O vídeo não tem tantas visualizações no YouTube (2,3 mil), mas viralizou no WhatApp e outras plataformas. “Fiquei muito feliz de ver as pessoas repassando o vídeo para responder às fake news”, comemora Nakaya.
Quando o governo estadual paulista ameaçou tirar recursos das universidades e da Fapesp no ano passado, também, vários pesquisadores se engajaram numa campanha virtual em defesa dessas instituições, gravando depoimentos, compartilhando notícias, dialogando com parlamentares e escrevendo artigos na imprensa para alertar a população sobre o papel fundamental que a ciência (financiada pela Fapesp e produzida pelas universidades) tem no desenvolvimento econômico, social e ambiental do Estado. As propostas de corte, no fim das contas, foram revertidas.

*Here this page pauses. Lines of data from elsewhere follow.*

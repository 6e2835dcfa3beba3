//! Generic list view over a [`datatable::Table`].
//!
//! SYSTEM CONTEXT
//! ==============
//! Pages own a `RwSignal<Table<T>>` and feed it data and loading flags; this
//! component renders a memoized [`TableSnapshot`] and routes header, row,
//! checkbox and pager clicks back into the table. The search box lives
//! outside the reactive body so typing never rebuilds (and unfocuses) it.

#[cfg(test)]
#[path = "data_table_test.rs"]
mod data_table_test;

use datatable::{HeaderSnapshot, Record, RowSnapshot, SortDirection, Table, TableSnapshot};
use leptos::prelude::*;

pub const LOADING_TEXT: &str = "در حال بارگذاری...";
pub const ACTIONS_TITLE: &str = "عملیات";

/// Per-row button; `on_click` receives the row's record key.
#[derive(Clone)]
pub struct RowAction {
    pub label: &'static str,
    pub class: &'static str,
    pub on_click: Callback<String>,
}

impl RowAction {
    pub fn new(label: &'static str, class: &'static str, on_click: impl Fn(String) + Send + Sync + 'static) -> Self {
        Self { label, class, on_click: Callback::new(on_click) }
    }
}

#[component]
pub fn DataTable<T>(table: RwSignal<Table<T>>, #[prop(optional)] actions: Vec<RowAction>) -> impl IntoView
where
    T: Record + Clone + Send + Sync + 'static,
{
    let snapshot = Memo::new(move |_| table.with(Table::snapshot));
    let actions = StoredValue::new(actions);
    let (searchable, placeholder) =
        table.with_untracked(|t| (t.options().searchable, t.options().search_placeholder.clone()));

    let search = searchable.then(|| {
        view! {
            <div class="data-table__search">
                <input
                    class="data-table__search-input"
                    type="search"
                    placeholder=placeholder
                    prop:value=move || snapshot.with(|s| s.search_term.clone())
                    prop:disabled=move || snapshot.with(|s| s.loading)
                    on:input=move |ev| {
                        let term = event_target_value(&ev);
                        table.update(|t| t.set_search(term));
                    }
                />
                <Show when=move || snapshot.with(|s| s.selectable && s.selected_count > 0)>
                    <span class="data-table__selected-count">
                        {move || format!("{} مورد انتخاب شده", snapshot.with(|s| s.selected_count))}
                    </span>
                </Show>
            </div>
        }
    });

    view! {
        <div class="data-table" dir="rtl">
            {search}
            {move || render_body(snapshot.get(), table, actions)}
        </div>
    }
}

fn render_body<T>(snap: TableSnapshot, table: RwSignal<Table<T>>, actions: StoredValue<Vec<RowAction>>) -> AnyView
where
    T: Record + Clone + Send + Sync + 'static,
{
    let has_actions = actions.with_value(|a| !a.is_empty());
    let colspan = (snap.colspan() + usize::from(has_actions)).to_string();
    let aligns: Vec<&'static str> = snap.headers.iter().map(|h| h.align.as_str()).collect();
    let loading = snap.loading;
    let selectable = snap.selectable;
    let all_selected = snap.all_selected;

    let select_all = selectable.then(|| {
        view! {
            <th class="data-table__select">
                <input
                    type="checkbox"
                    aria-label="انتخاب همه"
                    prop:checked=all_selected
                    disabled=loading
                    on:change=move |_| table.update(Table::toggle_select_all)
                />
            </th>
        }
    });
    let headers = snap.headers.into_iter().map(|h| header_cell(h, table)).collect_view();
    let actions_header = has_actions.then(|| view! { <th class="data-table__th">{ACTIONS_TITLE}</th> });

    let body = if loading {
        view! {
            <tr>
                <td class="data-table__status" colspan=colspan>
                    {LOADING_TEXT}
                </td>
            </tr>
        }
        .into_any()
    } else if snap.rows.is_empty() {
        view! {
            <tr>
                <td class="data-table__status" colspan=colspan>
                    {snap.empty_message}
                </td>
            </tr>
        }
        .into_any()
    } else {
        snap.rows
            .into_iter()
            .map(|row| body_row(row, &aligns, selectable, table, actions))
            .collect_view()
            .into_any()
    };

    let pager = snap.show_pager.then(|| {
        let current = snap.current_page;
        let at_first = current <= 1;
        let at_last = current >= snap.total_pages;
        let buttons = snap
            .page_buttons
            .into_iter()
            .map(|page| {
                let class = if page == current {
                    "btn data-table__page data-table__page--active"
                } else {
                    "btn data-table__page"
                };
                view! {
                    <button class=class on:click=move |_| table.update(|t| t.set_page(page))>
                        {page.to_string()}
                    </button>
                }
            })
            .collect_view();
        view! {
            <div class="data-table__pager">
                <span class="data-table__range">{range_label(snap.range, snap.filtered_count)}</span>
                <div class="data-table__pages">
                    <button
                        class="btn data-table__page"
                        disabled=at_first
                        on:click=move |_| table.update(Table::prev_page)
                    >
                        "قبلی"
                    </button>
                    {buttons}
                    <button
                        class="btn data-table__page"
                        disabled=at_last
                        on:click=move |_| table.update(Table::next_page)
                    >
                        "بعدی"
                    </button>
                </div>
            </div>
        }
    });

    view! {
        <div class="data-table__scroll">
            <table class="data-table__table">
                <thead>
                    <tr>{select_all} {headers} {actions_header}</tr>
                </thead>
                <tbody>{body}</tbody>
            </table>
        </div>
        {pager}
    }
    .into_any()
}

fn header_cell<T>(header: HeaderSnapshot, table: RwSignal<Table<T>>) -> impl IntoView
where
    T: Record + Clone + Send + Sync + 'static,
{
    let HeaderSnapshot { key, title, align, width, sortable, sort } = header;
    let class = if sortable { "data-table__th data-table__th--sortable" } else { "data-table__th" };
    let style = width.map(|w| format!("width: {w};"));
    view! {
        <th
            class=class
            style=style
            data-align=align.as_str()
            aria-sort=aria_sort(sort)
            on:click=move |_| {
                if sortable {
                    table.update(|t| t.toggle_sort(&key));
                }
            }
        >
            {title}
            <span class="data-table__sort">{sort_indicator(sortable, sort)}</span>
        </th>
    }
}

fn body_row<T>(
    row: RowSnapshot,
    aligns: &[&'static str],
    selectable: bool,
    table: RwSignal<Table<T>>,
    actions: StoredValue<Vec<RowAction>>,
) -> impl IntoView
where
    T: Record + Clone + Send + Sync + 'static,
{
    let RowSnapshot { key, cells, selected } = row;
    let clickable = table.with_untracked(Table::has_row_click);
    let class = row_class(selected, clickable);

    let checkbox = selectable.then(|| {
        let key = key.clone();
        view! {
            <td class="data-table__select" on:click=|ev| ev.stop_propagation()>
                <input
                    type="checkbox"
                    prop:checked=selected
                    on:change=move |_| table.update(|t| t.toggle_row(&key))
                />
            </td>
        }
    });
    let cells = cells
        .into_iter()
        .zip(aligns.iter().copied())
        .map(|(text, align)| view! { <td data-align=align>{text}</td> })
        .collect_view();
    let buttons = actions.with_value(|list| {
        (!list.is_empty()).then(|| {
            let buttons = list
                .iter()
                .map(|action| {
                    let key = key.clone();
                    let on_click = action.on_click;
                    view! {
                        <button class=format!("btn {}", action.class) on:click=move |_| on_click.run(key.clone())>
                            {action.label}
                        </button>
                    }
                })
                .collect_view();
            view! {
                <td class="data-table__actions" on:click=|ev| ev.stop_propagation()>
                    {buttons}
                </td>
            }
        })
    });

    view! {
        <tr
            class=class
            on:click=move |_| table.with_untracked(|t| t.click_row(&key))
        >
            {checkbox}
            {cells}
            {buttons}
        </tr>
    }
}

fn row_class(selected: bool, clickable: bool) -> String {
    let mut class = String::from("data-table__row");
    if selected {
        class.push_str(" data-table__row--selected");
    }
    if clickable {
        class.push_str(" data-table__row--clickable");
    }
    class
}

/// "showing X to Y of Z records", or nothing when no row is shown.
pub fn range_label(range: Option<(usize, usize)>, filtered: usize) -> String {
    range.map_or_else(String::new, |(start, end)| format!("نمایش {start} تا {end} از {filtered} رکورد"))
}

pub fn sort_indicator(sortable: bool, sort: Option<SortDirection>) -> &'static str {
    match sort {
        Some(SortDirection::Asc) => "▲",
        Some(SortDirection::Desc) => "▼",
        None if sortable => "↕",
        None => "",
    }
}

fn aria_sort(sort: Option<SortDirection>) -> &'static str {
    match sort {
        Some(SortDirection::Asc) => "ascending",
        Some(SortDirection::Desc) => "descending",
        None => "none",
    }
}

“Foi um esforço que nasceu por questão de sobrevivência”, diz a professora Alicia Kowaltowski, do Instituto de Química da USP, que ajudou a organizar o movimento e publicou vários artigos sobre o tema na imprensa. Desde 2019 ela é colunista do jornal digital Nexo, onde escreve sobre ciência (por prazer) e política científica (por obrigação). “Se não fizermos isso não vai ter mais ciência no Brasil e a gente não vai ter futuro para o País.”